Collected data entries
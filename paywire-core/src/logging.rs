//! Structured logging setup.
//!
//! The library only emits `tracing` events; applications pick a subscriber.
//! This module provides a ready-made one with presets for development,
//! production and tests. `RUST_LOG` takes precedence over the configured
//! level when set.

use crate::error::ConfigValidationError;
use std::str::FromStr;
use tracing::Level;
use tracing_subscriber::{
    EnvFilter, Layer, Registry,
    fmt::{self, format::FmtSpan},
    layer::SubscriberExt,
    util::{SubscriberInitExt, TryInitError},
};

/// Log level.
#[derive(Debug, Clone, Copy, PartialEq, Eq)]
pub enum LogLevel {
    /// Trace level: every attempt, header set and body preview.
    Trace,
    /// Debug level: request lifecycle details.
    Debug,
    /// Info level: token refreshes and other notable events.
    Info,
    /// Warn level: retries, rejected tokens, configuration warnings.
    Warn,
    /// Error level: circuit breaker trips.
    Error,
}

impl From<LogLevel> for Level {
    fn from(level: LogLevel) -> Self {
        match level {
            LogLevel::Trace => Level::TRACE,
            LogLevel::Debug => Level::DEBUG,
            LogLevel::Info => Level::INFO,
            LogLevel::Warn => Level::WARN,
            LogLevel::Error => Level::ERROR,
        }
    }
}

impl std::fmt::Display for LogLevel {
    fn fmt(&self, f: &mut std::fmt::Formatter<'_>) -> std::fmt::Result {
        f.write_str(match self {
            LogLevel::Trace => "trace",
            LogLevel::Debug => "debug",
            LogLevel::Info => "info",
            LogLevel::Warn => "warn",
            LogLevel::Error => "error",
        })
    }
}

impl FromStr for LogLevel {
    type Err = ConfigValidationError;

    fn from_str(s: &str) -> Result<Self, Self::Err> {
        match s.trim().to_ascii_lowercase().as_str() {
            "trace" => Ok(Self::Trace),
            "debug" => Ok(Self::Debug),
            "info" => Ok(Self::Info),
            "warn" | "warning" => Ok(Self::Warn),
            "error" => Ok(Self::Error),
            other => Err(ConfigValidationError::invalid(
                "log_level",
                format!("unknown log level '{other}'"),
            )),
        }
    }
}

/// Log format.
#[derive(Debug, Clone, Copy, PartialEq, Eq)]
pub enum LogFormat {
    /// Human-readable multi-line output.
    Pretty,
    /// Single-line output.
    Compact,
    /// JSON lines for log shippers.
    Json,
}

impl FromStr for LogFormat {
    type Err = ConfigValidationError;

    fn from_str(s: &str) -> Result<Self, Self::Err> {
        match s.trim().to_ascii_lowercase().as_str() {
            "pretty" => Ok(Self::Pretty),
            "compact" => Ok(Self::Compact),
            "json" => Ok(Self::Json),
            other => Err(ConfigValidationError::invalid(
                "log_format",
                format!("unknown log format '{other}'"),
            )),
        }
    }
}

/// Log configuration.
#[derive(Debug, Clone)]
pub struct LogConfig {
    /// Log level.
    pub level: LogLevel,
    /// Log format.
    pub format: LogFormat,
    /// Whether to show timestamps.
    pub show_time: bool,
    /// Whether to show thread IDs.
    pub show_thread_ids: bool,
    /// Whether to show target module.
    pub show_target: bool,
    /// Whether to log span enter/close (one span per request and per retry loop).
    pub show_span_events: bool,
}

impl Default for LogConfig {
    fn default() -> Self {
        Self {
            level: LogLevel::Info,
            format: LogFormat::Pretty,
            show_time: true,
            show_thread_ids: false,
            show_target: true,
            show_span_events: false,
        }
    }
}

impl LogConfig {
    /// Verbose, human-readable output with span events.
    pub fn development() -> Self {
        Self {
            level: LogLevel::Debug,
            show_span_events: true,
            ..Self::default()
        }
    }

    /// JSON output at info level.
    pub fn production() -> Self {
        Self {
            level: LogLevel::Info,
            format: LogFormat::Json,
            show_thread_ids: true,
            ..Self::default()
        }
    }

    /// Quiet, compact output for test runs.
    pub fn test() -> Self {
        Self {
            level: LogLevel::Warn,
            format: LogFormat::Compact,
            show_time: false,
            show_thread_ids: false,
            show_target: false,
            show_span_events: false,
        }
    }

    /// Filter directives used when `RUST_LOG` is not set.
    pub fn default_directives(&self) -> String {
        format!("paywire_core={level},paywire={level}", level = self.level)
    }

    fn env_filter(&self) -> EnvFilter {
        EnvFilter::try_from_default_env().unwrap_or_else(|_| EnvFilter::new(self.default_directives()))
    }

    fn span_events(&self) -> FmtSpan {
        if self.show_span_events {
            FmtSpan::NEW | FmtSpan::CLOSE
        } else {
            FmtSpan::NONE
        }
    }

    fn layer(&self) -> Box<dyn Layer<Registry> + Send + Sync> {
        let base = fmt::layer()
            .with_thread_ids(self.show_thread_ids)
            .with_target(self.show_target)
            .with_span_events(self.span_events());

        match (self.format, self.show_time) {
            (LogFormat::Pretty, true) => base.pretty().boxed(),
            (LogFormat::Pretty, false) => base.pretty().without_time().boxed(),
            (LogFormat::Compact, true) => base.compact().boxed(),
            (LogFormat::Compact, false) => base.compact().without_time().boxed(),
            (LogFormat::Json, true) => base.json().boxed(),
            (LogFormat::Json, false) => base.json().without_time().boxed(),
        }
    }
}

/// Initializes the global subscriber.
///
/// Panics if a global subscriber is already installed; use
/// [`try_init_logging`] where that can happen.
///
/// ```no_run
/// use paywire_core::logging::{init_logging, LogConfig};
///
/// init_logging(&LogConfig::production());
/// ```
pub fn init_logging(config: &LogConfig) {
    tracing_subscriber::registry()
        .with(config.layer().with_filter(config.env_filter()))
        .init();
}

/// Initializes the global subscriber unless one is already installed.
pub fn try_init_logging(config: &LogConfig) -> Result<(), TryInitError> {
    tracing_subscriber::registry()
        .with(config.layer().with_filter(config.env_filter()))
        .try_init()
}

--

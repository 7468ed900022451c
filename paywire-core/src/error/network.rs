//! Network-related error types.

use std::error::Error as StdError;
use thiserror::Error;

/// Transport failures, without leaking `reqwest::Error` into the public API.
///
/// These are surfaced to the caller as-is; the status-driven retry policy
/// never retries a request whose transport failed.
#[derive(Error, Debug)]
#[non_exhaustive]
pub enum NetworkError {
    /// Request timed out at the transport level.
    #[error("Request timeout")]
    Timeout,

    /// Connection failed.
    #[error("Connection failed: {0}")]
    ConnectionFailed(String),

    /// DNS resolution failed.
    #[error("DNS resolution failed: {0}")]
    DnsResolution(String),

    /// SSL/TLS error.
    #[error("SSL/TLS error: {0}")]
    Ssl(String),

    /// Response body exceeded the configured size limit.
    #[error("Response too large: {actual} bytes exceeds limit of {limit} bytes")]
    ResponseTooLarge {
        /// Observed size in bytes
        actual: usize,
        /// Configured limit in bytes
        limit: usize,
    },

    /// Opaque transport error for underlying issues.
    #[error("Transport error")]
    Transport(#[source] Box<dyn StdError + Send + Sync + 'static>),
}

* * *

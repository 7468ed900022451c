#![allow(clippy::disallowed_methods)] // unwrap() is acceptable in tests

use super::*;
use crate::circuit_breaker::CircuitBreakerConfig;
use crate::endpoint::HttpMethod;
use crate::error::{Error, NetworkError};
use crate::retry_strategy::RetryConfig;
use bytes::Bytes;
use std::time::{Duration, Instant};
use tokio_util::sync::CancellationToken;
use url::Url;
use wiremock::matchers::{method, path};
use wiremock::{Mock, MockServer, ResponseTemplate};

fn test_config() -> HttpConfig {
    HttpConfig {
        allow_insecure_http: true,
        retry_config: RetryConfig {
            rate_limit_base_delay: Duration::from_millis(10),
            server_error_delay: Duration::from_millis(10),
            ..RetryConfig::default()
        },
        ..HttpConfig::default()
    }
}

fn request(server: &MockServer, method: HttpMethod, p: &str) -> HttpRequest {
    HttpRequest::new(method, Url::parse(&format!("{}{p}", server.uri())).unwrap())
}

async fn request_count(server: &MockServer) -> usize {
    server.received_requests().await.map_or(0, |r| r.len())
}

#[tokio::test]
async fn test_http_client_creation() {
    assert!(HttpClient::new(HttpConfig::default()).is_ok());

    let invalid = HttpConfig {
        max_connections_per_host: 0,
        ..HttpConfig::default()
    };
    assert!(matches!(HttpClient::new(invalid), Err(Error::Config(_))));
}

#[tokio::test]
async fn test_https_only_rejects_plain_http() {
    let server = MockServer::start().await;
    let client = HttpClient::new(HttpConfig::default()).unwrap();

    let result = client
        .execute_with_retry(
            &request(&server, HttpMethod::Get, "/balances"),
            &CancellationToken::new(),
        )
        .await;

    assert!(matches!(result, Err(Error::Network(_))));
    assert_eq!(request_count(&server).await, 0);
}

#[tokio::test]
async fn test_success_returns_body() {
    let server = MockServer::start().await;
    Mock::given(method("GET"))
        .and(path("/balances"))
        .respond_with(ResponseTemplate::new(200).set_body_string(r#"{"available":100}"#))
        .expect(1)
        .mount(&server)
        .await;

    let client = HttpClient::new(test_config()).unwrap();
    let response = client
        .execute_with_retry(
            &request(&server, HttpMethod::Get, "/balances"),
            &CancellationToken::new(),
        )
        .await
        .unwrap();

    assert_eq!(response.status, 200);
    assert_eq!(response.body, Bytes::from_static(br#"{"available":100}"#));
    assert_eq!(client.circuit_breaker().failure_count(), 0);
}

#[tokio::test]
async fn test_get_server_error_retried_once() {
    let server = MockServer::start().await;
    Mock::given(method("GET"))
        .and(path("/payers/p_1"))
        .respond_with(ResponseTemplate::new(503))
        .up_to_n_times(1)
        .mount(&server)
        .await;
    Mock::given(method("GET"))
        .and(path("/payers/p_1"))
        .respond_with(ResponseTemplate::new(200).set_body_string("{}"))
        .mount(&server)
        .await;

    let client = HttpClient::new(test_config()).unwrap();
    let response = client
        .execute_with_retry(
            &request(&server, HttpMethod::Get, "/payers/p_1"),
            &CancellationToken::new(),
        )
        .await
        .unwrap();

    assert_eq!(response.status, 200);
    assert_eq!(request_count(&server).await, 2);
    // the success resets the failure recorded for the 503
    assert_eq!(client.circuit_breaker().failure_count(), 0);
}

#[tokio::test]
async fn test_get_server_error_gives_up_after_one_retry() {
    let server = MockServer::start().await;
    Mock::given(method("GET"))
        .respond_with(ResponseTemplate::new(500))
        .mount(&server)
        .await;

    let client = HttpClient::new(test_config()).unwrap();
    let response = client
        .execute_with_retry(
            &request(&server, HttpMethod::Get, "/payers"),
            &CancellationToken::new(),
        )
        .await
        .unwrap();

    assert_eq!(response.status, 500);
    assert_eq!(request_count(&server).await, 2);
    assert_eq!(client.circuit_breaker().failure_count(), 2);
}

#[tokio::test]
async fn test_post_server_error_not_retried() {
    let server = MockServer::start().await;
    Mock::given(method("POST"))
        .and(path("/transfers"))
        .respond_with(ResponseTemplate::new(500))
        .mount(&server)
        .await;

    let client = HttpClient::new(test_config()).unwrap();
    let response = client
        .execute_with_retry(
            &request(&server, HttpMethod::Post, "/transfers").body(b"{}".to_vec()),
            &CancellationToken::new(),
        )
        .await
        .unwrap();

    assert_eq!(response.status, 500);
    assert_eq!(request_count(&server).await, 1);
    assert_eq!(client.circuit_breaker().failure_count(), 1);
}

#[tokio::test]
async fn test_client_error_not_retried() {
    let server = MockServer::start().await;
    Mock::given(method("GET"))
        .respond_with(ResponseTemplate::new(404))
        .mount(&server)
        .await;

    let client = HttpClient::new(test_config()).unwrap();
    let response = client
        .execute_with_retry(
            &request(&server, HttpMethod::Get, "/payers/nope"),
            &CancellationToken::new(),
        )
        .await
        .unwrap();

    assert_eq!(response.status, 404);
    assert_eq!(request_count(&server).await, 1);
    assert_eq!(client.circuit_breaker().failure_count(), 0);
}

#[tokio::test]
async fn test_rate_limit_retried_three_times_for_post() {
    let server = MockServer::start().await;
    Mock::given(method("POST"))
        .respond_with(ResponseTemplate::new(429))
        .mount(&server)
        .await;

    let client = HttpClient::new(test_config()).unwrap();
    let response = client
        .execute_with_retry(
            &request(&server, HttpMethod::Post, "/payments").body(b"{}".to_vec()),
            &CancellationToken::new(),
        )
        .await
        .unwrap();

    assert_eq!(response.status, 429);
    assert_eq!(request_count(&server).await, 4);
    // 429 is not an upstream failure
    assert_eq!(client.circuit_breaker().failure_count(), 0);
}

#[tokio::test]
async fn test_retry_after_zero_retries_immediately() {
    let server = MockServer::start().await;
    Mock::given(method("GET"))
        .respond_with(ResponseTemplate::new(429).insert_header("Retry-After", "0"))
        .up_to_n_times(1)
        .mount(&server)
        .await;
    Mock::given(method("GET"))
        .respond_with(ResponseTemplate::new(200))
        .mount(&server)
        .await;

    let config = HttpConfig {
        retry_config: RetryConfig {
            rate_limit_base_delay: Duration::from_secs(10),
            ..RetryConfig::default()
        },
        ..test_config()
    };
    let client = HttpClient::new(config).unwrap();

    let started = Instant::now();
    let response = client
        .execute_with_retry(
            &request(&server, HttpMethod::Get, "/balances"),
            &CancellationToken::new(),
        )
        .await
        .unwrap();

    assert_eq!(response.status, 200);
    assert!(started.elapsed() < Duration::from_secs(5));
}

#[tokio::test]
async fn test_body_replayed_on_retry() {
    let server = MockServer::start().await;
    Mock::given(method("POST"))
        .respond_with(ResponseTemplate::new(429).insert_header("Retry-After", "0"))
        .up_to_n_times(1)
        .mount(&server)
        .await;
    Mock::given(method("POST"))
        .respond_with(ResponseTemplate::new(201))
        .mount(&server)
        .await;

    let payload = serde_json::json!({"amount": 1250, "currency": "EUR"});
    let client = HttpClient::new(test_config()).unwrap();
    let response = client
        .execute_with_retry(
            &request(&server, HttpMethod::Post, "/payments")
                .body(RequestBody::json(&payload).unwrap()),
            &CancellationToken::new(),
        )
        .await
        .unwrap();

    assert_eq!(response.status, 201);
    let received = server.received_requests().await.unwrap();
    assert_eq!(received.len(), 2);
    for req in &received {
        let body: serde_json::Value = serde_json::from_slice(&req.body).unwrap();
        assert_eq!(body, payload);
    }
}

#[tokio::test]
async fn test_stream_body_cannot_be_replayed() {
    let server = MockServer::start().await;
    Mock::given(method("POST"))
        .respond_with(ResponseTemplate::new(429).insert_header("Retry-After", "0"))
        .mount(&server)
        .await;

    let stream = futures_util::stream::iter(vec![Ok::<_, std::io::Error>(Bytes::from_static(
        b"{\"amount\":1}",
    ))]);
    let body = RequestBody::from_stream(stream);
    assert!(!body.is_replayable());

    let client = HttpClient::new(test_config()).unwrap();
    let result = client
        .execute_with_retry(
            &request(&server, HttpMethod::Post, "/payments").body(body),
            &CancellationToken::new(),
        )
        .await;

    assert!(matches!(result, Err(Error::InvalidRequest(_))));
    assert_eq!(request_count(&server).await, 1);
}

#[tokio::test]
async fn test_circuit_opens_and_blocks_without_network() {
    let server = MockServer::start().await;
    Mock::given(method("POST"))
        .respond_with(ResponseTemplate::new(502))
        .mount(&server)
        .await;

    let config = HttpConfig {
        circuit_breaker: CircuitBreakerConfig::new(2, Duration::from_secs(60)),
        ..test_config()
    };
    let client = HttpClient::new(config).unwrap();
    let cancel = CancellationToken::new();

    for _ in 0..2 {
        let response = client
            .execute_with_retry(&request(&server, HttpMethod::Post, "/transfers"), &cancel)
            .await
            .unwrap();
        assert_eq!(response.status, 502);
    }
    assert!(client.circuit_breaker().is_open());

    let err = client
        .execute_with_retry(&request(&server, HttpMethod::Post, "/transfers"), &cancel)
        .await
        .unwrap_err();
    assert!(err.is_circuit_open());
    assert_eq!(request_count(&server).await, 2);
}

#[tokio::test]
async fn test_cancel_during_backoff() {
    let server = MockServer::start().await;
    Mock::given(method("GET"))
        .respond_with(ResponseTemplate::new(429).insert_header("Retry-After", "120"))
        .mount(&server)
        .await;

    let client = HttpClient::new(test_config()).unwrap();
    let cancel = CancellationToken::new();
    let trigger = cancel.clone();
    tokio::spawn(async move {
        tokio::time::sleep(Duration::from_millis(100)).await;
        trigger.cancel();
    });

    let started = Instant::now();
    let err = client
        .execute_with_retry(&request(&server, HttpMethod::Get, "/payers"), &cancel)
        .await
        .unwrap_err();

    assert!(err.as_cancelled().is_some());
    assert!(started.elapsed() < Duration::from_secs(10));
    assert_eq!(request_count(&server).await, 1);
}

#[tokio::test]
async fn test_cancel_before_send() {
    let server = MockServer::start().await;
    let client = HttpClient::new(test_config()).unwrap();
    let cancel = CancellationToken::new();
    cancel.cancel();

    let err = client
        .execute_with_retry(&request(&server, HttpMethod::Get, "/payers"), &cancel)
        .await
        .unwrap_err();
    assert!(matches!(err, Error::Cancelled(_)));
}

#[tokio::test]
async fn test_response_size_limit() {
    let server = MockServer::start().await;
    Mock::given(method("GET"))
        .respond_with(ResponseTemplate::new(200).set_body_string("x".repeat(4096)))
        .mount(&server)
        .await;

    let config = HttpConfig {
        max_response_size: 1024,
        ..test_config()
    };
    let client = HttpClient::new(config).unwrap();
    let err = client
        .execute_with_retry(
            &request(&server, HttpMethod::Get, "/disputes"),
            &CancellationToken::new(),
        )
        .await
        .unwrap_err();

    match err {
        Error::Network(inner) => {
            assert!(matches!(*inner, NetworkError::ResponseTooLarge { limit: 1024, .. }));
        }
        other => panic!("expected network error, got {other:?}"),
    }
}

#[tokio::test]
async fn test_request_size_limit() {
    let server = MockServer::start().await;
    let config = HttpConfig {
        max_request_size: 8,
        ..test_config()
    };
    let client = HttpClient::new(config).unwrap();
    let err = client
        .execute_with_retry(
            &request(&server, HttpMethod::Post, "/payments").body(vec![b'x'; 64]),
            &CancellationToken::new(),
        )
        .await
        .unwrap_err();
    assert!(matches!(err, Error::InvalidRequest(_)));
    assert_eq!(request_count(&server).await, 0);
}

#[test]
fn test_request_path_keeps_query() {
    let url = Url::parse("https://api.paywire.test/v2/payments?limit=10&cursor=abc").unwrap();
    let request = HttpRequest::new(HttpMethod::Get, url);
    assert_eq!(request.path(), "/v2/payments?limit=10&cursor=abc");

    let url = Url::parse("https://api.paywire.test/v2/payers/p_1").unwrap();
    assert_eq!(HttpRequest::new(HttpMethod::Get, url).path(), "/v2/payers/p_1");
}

#### TASK ITEM:
All of the lines above that carry the string "enum" need to be found and copied.

#### TASK SOLUTION:
pub enum LogLevel {
pub enum LogFormat {
pub enum NetworkError {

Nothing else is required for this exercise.